McWilliams’ Medicare ACO analyses include a 2016 examination of 2013 and 2014 results, which found that the MSSP produced net savings of $685 million, or 1.6 percent, in 2014. (That research was funded by the Laura and John Arnold Foundation and the National Institute on Aging, part of of the National Institutes of Health.)
Analyses by Avalere and others don’t pick up on the fact that spending reductions by ACOs indirectly affect Medicare spending, nor do they account for annually lowered benchmarks that reduce spending or for spillover reductions in Medicare Advantage spending, McWilliams said.

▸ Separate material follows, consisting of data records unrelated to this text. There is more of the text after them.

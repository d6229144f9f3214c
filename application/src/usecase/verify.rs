use std::path::PathBuf;
use std::sync::Arc;

use async_trait::async_trait;
use uuid::Uuid;

use speaker_domain::{
    AudioDecoderPort, AudioSource, AudioTransformPort, EmbeddingPort, VerificationPolicy,
};

use crate::{ApplicationError, ProfileStore, VerifySpeakerRequest, VerifySpeakerResponse};

#[async_trait]
pub trait VerifySpeakerUseCase: Send + Sync {
    async fn verify(
        &self,
        request: VerifySpeakerRequest,
    ) -> Result<VerifySpeakerResponse, ApplicationError>;
}

pub struct VerifySpeakerUseCaseImpl {
    decoder: Arc<dyn AudioDecoderPort>,
    transform: Arc<dyn AudioTransformPort>,
    embedding: Arc<dyn EmbeddingPort>,
    store: Arc<ProfileStore>,
    policy: VerificationPolicy,
}

impl VerifySpeakerUseCaseImpl {
    pub fn new(
        decoder: Arc<dyn AudioDecoderPort>,
        transform: Arc<dyn AudioTransformPort>,
        embedding: Arc<dyn EmbeddingPort>,
        store: Arc<ProfileStore>,
        policy: VerificationPolicy,
    ) -> Self {
        Self {
            decoder,
            transform,
            embedding,
            store,
            policy,
        }
    }

    fn probe_source(&self, request: &VerifySpeakerRequest) -> Result<AudioSource, ApplicationError> {
        match (&request.samples, &request.source_path) {
            (Some(samples), None) => Ok(AudioSource::Samples {
                samples: samples.clone(),
                sample_rate_hz: request
                    .sample_rate_hz
                    .unwrap_or_else(|| self.transform.canonical_sample_rate_hz()),
            }),
            (None, Some(path)) => Ok(AudioSource::Path(PathBuf::from(path))),
            _ => Err(ApplicationError::Validation(
                "provide exactly one of `samples` or `source_path`".to_string(),
            )),
        }
    }
}

#[async_trait]
impl VerifySpeakerUseCase for VerifySpeakerUseCaseImpl {
    async fn verify(
        &self,
        request: VerifySpeakerRequest,
    ) -> Result<VerifySpeakerResponse, ApplicationError> {
        let session_id = request
            .session_id
            .clone()
            .unwrap_or_else(|| Uuid::new_v4().to_string());
        let source = self.probe_source(&request)?;

        tracing::debug!(
            session_id = %session_id,
            source = %source.describe(),
            "starting speaker verification"
        );

        // Resolve the profile before the (potentially slow) model call so a
        // missing enrollment fails fast.
        let profile = self.store.current()?;

        let clip = self.decoder.decode(&source).await?;
        let clip = self.transform.to_canonical(clip).await?;
        let probe = self.embedding.extract(&clip).await?;
        let result = self.policy.decide(&profile, &probe)?;

        tracing::info!(
            session_id = %session_id,
            authorized = result.authorized,
            score = result.score,
            threshold = result.threshold,
            "speaker verification completed"
        );

        Ok(VerifySpeakerResponse {
            session_id,
            authorized: result.authorized,
            score: result.score,
            threshold: result.threshold,
        })
    }
}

As of 2014, “There was evidence of net savings to Medicare and evidence of growth in the savings,” McWilliams said. “Assuming those effects continue to grow, the savings may be even larger in the future because the savings have been quite modest to date.”
Significance of Savings
Conclusions about whether Medicare has obtained savings from MSSP ACOs are critical because CMS is weighing whether to tighten or loosen downside-risk requirements to garner more savings. Although a growing number and share of MSSP ACOs are moving from one-sided to two-sided risk, 82 percent remain in the one-sided, bonus-only model, according to CMS figures. The share was 91 percent in 2017.

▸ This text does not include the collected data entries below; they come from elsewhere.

pub mod enroll;
pub mod verify;

pub use enroll::*;
pub use verify::*;
use std::path::PathBuf;

use serde::{Deserialize, Serialize};

/// Mono PCM audio, samples in [-1.0, 1.0].
///
/// Multi-channel input is downmixed by per-frame channel mean at decode time,
/// so every clip that reaches an embedding backend is single-channel.
#[derive(Debug, Clone, Serialize, Deserialize)]
pub struct AudioClip {
    pub sample_rate_hz: u32,
    pub samples: Vec<f32>,
}

impl AudioClip {
    pub fn duration_ms(&self) -> u64 {
        if self.sample_rate_hz == 0 {
            return 0;
        }
        (self.samples.len() as u64).saturating_mul(1_000) / u64::from(self.sample_rate_hz)
    }
}

/// Where a clip comes from: a file on disk or samples already in memory.
#[derive(Debug, Clone)]
pub enum AudioSource {
    Path(PathBuf),
    Samples { samples: Vec<f32>, sample_rate_hz: u32 },
}

impl AudioSource {
    /// Short description used in logs and error messages.
    pub fn describe(&self) -> String {
        match self {
            AudioSource::Path(path) => path.display().to_string(),
            AudioSource::Samples { samples, .. } => format!("<{} inline samples>", samples.len()),
        }
    }
}

/// Fixed-length voice embedding. The dimension is set by the backend that
/// produced it; embeddings from different backends are not comparable.
#[derive(Debug, Clone, PartialEq, Serialize, Deserialize)]
pub struct Embedding(pub Vec<f32>);

impl Embedding {
    pub fn dim(&self) -> usize {
        self.0.len()
    }

    pub fn values(&self) -> &[f32] {
        &self.0
    }
}

/// Aggregated voiceprint of one enrolled speaker: the component-wise mean of
/// the embeddings of every enrollment sample. Never mutated in place;
/// re-enrollment builds a fresh profile and swaps it in wholesale.
#[derive(Debug, Clone, Serialize, Deserialize)]
pub struct EnrollmentProfile {
    pub embedding: Embedding,
    pub sample_count: usize,
}

impl EnrollmentProfile {
    pub fn embedding_dim(&self) -> usize {
        self.embedding.dim()
    }
}

/// Outcome of scoring one probe against a profile.
#[derive(Debug, Clone, Copy, Serialize, Deserialize)]
pub struct VerificationResult {
    pub authorized: bool,
    pub score: f64,
    pub threshold: f64,
}
use std::path::PathBuf;
use std::sync::Arc;

use anyhow::{anyhow, Error};

use speaker_application::{
    EnrollSpeakerRequest, EnrollSpeakerUseCase, EnrollSpeakerUseCaseImpl, EnrollmentFailurePolicy,
    ProfileStore, VerifySpeakerUseCase, VerifySpeakerUseCaseImpl,
};
use speaker_configuration::{AppConfig, EmbeddingRuntimeConfig, ServerConfig};
use speaker_domain::{
    AudioDecoderPort, AudioTransformPort, EmbeddingPort, VerificationPolicy,
};
use speaker_http_server::{create_app_routes, AppState};
use speaker_infra_audio::{RubatoTransformAdapter, SymphoniaDecoderAdapter};
use speaker_infra_embedding::{SpectralEmbeddingAdapter, TdnnAdapterConfig, TdnnEmbeddingAdapter};

pub async fn build_and_run(config: AppConfig, server_config: ServerConfig) -> Result<(), Error> {
    let app = Application::new(config).await?;
    app.run(server_config).await
}

pub struct Application {
    pub config: AppConfig,
    pub state: AppState,
}

impl Application {
    pub async fn new(config: AppConfig) -> Result<Self, Error> {
        tracing::info!(
            sample_rate_hz = config.service.audio.sample_rate_hz,
            threshold = config.service.verification.threshold,
            backend = %config.service.embedding.backend,
            "initializing speaker verification application"
        );

        let decoder: Arc<dyn AudioDecoderPort> = Arc::new(SymphoniaDecoderAdapter::new());
        let transform: Arc<dyn AudioTransformPort> = Arc::new(RubatoTransformAdapter::new(
            config.service.audio.sample_rate_hz,
        ));
        let embedding = build_embedding_backend(&config.service.embedding)?;
        let store = Arc::new(ProfileStore::new());

        let failure_policy =
            EnrollmentFailurePolicy::parse(&config.service.verification.on_error)
                .map_err(|err| anyhow!("invalid enrollment policy: {err}"))?;
        let policy = VerificationPolicy::new(config.service.verification.threshold)
            .map_err(|err| anyhow!("invalid verification threshold: {err}"))?;

        let enrollment_dir = config
            .service
            .verification
            .enrollment_dir
            .as_ref()
            .map(PathBuf::from);

        let enroll_usecase: Arc<dyn EnrollSpeakerUseCase> = Arc::new(EnrollSpeakerUseCaseImpl::new(
            decoder.clone(),
            transform.clone(),
            embedding.clone(),
            store.clone(),
            failure_policy,
            enrollment_dir.clone(),
        ));
        let verify_usecase: Arc<dyn VerifySpeakerUseCase> = Arc::new(VerifySpeakerUseCaseImpl::new(
            decoder,
            transform,
            embedding,
            store.clone(),
            policy,
        ));

        enroll_at_startup(enroll_usecase.as_ref(), enrollment_dir.as_deref()).await;

        let state = AppState::new(enroll_usecase, verify_usecase, store);
        Ok(Self { config, state })
    }

    pub async fn run(self, server_config: ServerConfig) -> Result<(), Error> {
        create_app_routes(self.state, &server_config.host, server_config.port)
            .await
            .map_err(|err| anyhow!("http server failed: {err}"))
    }
}

fn build_embedding_backend(
    config: &EmbeddingRuntimeConfig,
) -> Result<Arc<dyn EmbeddingPort>, Error> {
    match config.backend.trim().to_ascii_lowercase().as_str() {
        "tdnn" => {
            let model_path = config.model_path.clone().ok_or_else(|| {
                anyhow!("`service.embedding.model_path` is required for the tdnn backend")
            })?;
            Ok(Arc::new(TdnnEmbeddingAdapter::new(TdnnAdapterConfig {
                model_path,
                embedding_dim: config.embedding_dim,
                n_mels: config.n_mels,
                n_fft: config.n_fft,
                hop_length: config.hop_length,
                win_length: config.win_length,
            })))
        }
        "spectral" => {
            let adapter = SpectralEmbeddingAdapter::new(
                config.embedding_dim,
                config.n_fft,
                config.hop_length,
                config.win_length,
            )
            .map_err(|err| anyhow!("spectral backend: {err}"))?;
            Ok(Arc::new(adapter))
        }
        other => Err(anyhow!(
            "unknown embedding backend `{other}` (expected `spectral` or `tdnn`)"
        )),
    }
}

/// Best effort: a missing or unreadable enrollment directory leaves the
/// service up with no profile, and verification fails with a clear error
/// until an explicit enrollment succeeds.
async fn enroll_at_startup(
    enroll: &dyn EnrollSpeakerUseCase,
    enrollment_dir: Option<&std::path::Path>,
) {
    let Some(dir) = enrollment_dir else {
        tracing::info!("no enrollment directory configured; waiting for explicit enrollment");
        return;
    };
    if !dir.is_dir() {
        tracing::warn!(
            dir = %dir.display(),
            "enrollment directory does not exist; waiting for explicit enrollment"
        );
        return;
    }

    match enroll.enroll(EnrollSpeakerRequest::default()).await {
        Ok(response) => tracing::info!(
            sample_count = response.sample_count,
            skipped = response.skipped,
            embedding_dim = response.embedding_dim,
            "authorized speaker enrolled at startup"
        ),
        Err(error) => tracing::warn!(
            error = %error,
            "startup enrollment failed; verification will report a missing profile"
        ),
    }
}
use std::sync::Arc;

use speaker_application::{EnrollSpeakerUseCase, ProfileStore, VerifySpeakerUseCase};

#[derive(Clone)]
pub struct AppState {
    pub enroll_usecase: Arc<dyn EnrollSpeakerUseCase>,
    pub verify_usecase: Arc<dyn VerifySpeakerUseCase>,
    pub profile_store: Arc<ProfileStore>,
}

impl AppState {
    pub fn new(
        enroll_usecase: Arc<dyn EnrollSpeakerUseCase>,
        verify_usecase: Arc<dyn VerifySpeakerUseCase>,
        profile_store: Arc<ProfileStore>,
    ) -> Self {
        Self {
            enroll_usecase,
            verify_usecase,
            profile_store,
        }
    }
}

“There’s a big debate about how quickly to move ACOs to downside risk,” McWilliams said.
He has urged caution, as justified by his and others’ findings of overall Medicare savings from even ACOs in one-sided risk models.

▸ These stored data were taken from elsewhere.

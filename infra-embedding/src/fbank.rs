//! Log-mel filterbank features for the TDNN encoder.

use crate::dsp;

fn hz_to_mel(hz: f32) -> f32 {
    2_595.0 * (1.0 + hz / 700.0).log10()
}

fn mel_to_hz(mel: f32) -> f32 {
    700.0 * (10.0_f32.powf(mel / 2_595.0) - 1.0)
}

pub struct MelFilterbank {
    n_mels: usize,
    filters: Vec<Vec<f32>>,
}

impl MelFilterbank {
    /// Triangular filters spanning [0, sample_rate / 2].
    pub fn new(n_fft: usize, n_mels: usize, sample_rate_hz: u32) -> Self {
        let bins = n_fft / 2 + 1;
        let fmax = sample_rate_hz as f32 / 2.0;
        let mel_max = hz_to_mel(fmax);

        // Band edges, evenly spaced on the mel scale.
        let edges: Vec<f32> = (0..n_mels + 2)
            .map(|i| {
                let hz = mel_to_hz(mel_max * i as f32 / (n_mels + 1) as f32);
                hz * n_fft as f32 / sample_rate_hz as f32
            })
            .collect();

        let mut filters = Vec::with_capacity(n_mels);
        for m in 0..n_mels {
            let (left, center, right) = (edges[m], edges[m + 1], edges[m + 2]);
            let mut filter = vec![0.0_f32; bins];
            for (k, weight) in filter.iter_mut().enumerate() {
                let k = k as f32;
                if k > left && k < center {
                    *weight = (k - left) / (center - left);
                } else if (k - center).abs() < f32::EPSILON {
                    *weight = 1.0;
                } else if k > center && k < right {
                    *weight = (right - k) / (right - center);
                }
            }
            filters.push(filter);
        }

        Self { n_mels, filters }
    }

    pub fn n_mels(&self) -> usize {
        self.n_mels
    }

    /// Log-mel features flattened mel-major: `flat[m * frames + t]`.
    /// Returns `(features, frame_count)`; zero frames means the clip is
    /// shorter than one analysis window.
    pub fn log_mel(
        &self,
        samples: &[f32],
        n_fft: usize,
        hop_length: usize,
        win_length: usize,
    ) -> (Vec<f32>, usize) {
        let spectra = dsp::power_spectra(samples, n_fft, hop_length, win_length);
        let frames = spectra.len();
        if frames == 0 {
            return (Vec::new(), 0);
        }

        let mut features = vec![0.0_f32; self.n_mels * frames];
        for (t, power) in spectra.iter().enumerate() {
            for (m, filter) in self.filters.iter().enumerate() {
                let energy: f32 = filter
                    .iter()
                    .zip(power)
                    .map(|(w, p)| w * p)
                    .sum();
                features[m * frames + t] = (energy + 1e-10).ln();
            }
        }
        (features, frames)
    }
}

“The impetus to transition into downside risk may not be that strong if ACOs in one-sided contracts without the downside financial risk are indeed saving Medicare money, which they are according to our evaluations and other research teams,” McWilliams said.
Further, the push to assume more downside risk may not greatly increase Medicare savings, as evidenced by the experience of two-sided Pioneer ACOs. The savings from those ACOs was “quite minimal,” McWilliams said, and less than he found in the MSSP, while the Pioneer program also “suffered massive participation losses.”
ACO advocates have long warned that a broad push of one-sided MSSP ACOs into two-sided risk could lead many to drop out of the program. That concern was borne out by a NAACOS survey of ACOs that found 43 percent would leave the MSSP if CMS required downside risk.
“You can’t have savings from ACOs if you don’t have any ACOs,” McWilliams said.
He also worried that a rush to downside risk will accelerate provider consolidation. That concern stems from the widely held view that larger organizations are better able to absorb potential downside-risk losses and afford ACO setup costs, which average $2 million, according to the NAACOS survey.
If CMS wants to strengthen incentives for providers in ACOs to find savings, it could use other approaches that would not drive out participants.
For instance, Medicare could increase the shared savings rate in one-sided MSSP ACOs from 50 percent to 100 percent, which would increase Medicare savings through “spillover savings” and the resulting lowering of benchmarks, McWilliams said.
He viewed the 2018 launch of MSSP Track 1+ as a positive step. That model offers the lowest amount of risk of any two-sided Medicare ACO model and qualifies a participating organization’s physicians for 5 percent Medicare payment bonuses through the advanced alternative payment model track of the Medicare Access and CHIP Reauthorization Act.
Fifty-five ACOs were in the inaugural class of Track 1+, and it remains to be seen whether the program can keep ACOs in the MSSP, McWilliams said.
ACO advocates also have urged changes, as well as patience.
“We also can’t forget that it’s a steep learning curve for ACOs—clinical and operational transformations of this magnitude take time,” Brennan said.
Among policy changes that NAACOS has urged of CMS are modifications to ACO benchmarking, such as allowing risk scores to increase and not lowering future benchmarks when an ACO has savings.
“The latter keeps benchmarks lower, which make it harder for ACOs to earn savings,” Brennan said.